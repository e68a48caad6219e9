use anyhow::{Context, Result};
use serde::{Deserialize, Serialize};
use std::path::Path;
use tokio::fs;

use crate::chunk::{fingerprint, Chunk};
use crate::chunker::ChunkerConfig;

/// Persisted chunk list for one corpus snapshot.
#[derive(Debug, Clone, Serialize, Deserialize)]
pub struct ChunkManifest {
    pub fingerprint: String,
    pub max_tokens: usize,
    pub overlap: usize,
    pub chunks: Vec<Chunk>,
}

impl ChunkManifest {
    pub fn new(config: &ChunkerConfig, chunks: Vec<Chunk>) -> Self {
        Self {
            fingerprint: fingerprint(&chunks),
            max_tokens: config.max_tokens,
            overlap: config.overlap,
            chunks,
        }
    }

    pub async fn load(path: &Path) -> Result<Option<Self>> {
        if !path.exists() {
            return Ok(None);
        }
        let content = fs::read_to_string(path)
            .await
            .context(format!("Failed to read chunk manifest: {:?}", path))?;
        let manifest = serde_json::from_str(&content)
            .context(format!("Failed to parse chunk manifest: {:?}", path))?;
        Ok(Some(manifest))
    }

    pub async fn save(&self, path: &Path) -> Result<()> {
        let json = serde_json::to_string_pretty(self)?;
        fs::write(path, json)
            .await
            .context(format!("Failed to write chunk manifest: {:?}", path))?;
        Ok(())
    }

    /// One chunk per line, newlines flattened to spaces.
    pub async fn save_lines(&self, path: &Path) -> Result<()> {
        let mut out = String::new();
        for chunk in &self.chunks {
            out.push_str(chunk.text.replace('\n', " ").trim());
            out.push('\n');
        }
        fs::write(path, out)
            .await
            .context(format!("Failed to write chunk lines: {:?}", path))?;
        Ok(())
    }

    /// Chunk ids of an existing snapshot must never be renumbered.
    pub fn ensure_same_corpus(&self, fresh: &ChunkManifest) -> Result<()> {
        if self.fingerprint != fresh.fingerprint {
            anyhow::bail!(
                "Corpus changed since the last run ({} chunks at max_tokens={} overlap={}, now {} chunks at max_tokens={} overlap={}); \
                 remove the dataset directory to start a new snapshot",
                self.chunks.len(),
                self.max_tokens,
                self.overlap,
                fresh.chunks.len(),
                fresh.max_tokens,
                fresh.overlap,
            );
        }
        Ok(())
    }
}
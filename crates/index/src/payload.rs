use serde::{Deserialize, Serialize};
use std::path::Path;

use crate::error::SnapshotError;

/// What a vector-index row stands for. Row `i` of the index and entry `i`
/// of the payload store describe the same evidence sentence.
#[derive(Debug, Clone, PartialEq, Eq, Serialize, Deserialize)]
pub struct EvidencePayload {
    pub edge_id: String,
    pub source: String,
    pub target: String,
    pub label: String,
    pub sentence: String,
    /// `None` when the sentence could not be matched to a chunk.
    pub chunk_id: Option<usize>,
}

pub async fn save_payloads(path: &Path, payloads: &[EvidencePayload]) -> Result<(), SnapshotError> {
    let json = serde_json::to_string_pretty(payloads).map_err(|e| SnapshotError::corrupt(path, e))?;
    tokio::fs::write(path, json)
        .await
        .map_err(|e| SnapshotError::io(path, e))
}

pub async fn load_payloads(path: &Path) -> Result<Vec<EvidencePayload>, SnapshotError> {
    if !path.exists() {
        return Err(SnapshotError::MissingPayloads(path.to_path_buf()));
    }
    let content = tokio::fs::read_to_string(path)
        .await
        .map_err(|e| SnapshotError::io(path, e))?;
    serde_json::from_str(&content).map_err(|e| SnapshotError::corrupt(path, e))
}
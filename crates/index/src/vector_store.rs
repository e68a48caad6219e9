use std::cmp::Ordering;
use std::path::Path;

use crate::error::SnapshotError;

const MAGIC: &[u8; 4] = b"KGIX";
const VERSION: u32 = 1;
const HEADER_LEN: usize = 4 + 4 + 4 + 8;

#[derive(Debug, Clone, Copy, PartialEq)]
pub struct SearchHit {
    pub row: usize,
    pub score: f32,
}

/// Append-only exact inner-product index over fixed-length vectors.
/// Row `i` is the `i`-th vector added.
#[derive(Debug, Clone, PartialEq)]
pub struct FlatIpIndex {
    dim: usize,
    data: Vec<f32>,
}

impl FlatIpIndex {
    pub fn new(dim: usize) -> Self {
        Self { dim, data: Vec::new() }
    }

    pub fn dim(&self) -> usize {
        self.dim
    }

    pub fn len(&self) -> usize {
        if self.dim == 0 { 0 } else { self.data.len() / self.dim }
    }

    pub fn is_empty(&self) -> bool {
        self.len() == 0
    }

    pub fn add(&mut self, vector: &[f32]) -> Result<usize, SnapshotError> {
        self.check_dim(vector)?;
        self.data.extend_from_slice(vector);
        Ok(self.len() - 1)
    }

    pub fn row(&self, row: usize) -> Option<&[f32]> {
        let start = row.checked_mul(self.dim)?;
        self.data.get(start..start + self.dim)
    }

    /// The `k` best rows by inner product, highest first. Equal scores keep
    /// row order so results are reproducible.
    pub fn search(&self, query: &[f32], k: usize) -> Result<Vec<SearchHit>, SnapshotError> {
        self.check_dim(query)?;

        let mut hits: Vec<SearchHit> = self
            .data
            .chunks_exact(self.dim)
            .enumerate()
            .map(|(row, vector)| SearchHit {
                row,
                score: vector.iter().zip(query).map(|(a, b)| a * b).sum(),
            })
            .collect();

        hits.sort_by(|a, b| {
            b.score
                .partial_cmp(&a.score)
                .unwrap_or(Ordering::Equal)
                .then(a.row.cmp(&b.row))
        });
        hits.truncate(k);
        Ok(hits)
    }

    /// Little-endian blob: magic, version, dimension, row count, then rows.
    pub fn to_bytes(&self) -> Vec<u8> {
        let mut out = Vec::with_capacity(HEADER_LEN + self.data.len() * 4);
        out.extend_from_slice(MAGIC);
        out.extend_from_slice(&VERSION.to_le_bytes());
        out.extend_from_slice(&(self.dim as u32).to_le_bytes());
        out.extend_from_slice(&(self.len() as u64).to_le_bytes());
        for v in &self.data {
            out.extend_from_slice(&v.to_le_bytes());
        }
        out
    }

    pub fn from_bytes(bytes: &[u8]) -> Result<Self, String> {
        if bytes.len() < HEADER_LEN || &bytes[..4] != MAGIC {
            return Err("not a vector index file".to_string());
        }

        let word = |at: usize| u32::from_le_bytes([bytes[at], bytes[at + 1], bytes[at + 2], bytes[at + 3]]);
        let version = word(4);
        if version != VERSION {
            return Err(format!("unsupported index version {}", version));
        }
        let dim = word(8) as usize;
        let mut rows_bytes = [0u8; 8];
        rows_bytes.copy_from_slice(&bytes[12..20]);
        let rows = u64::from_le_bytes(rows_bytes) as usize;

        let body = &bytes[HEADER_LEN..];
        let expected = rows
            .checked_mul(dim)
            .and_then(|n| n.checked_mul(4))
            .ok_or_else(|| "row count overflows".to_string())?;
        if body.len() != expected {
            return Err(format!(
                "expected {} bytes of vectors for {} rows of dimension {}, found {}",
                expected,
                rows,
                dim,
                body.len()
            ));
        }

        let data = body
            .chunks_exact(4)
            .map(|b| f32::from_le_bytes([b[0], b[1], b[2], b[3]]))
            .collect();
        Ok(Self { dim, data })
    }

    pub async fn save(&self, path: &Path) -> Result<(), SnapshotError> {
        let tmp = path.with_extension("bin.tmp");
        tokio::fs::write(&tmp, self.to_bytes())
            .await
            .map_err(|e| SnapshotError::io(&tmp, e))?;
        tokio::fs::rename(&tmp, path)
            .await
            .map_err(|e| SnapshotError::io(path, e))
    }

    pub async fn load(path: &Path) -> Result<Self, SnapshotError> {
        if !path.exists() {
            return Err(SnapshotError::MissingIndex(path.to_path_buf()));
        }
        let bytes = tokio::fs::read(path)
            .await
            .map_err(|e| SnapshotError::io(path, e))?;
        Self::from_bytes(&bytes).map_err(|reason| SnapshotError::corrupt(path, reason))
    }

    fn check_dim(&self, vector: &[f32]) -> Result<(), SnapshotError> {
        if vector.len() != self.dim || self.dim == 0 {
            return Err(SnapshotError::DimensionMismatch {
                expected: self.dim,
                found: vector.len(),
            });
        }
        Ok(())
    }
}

▸ **REQUIREMENT**
Exact reproduction of the lines from the top of the material through the line where "to read chunk" appears is required, both boundary lines included, with no other output.

▸ **EXERCISE OUTPUT**
repository e68a48caad6219e9
use anyhow::{Context, Result};
use serde::{Deserialize, Serialize};
use std::path::Path;
use tokio::fs;

use crate::chunk::{fingerprint, Chunk};
use crate::chunker::ChunkerConfig;

/// Persisted chunk list for one corpus snapshot.
#[derive(Debug, Clone, Serialize, Deserialize)]
pub struct ChunkManifest {
    pub fingerprint: String,
    pub max_tokens: usize,
    pub overlap: usize,
    pub chunks: Vec<Chunk>,
}

impl ChunkManifest {
    pub fn new(config: &ChunkerConfig, chunks: Vec<Chunk>) -> Self {
        Self {
            fingerprint: fingerprint(&chunks),
            max_tokens: config.max_tokens,
            overlap: config.overlap,
            chunks,
        }
    }

    pub async fn load(path: &Path) -> Result<Option<Self>> {
        if !path.exists() {
            return Ok(None);
        }
        let content = fs::read_to_string(path)
            .await
            .context(format!("Failed to read chunk manifest: {:?}", path))?;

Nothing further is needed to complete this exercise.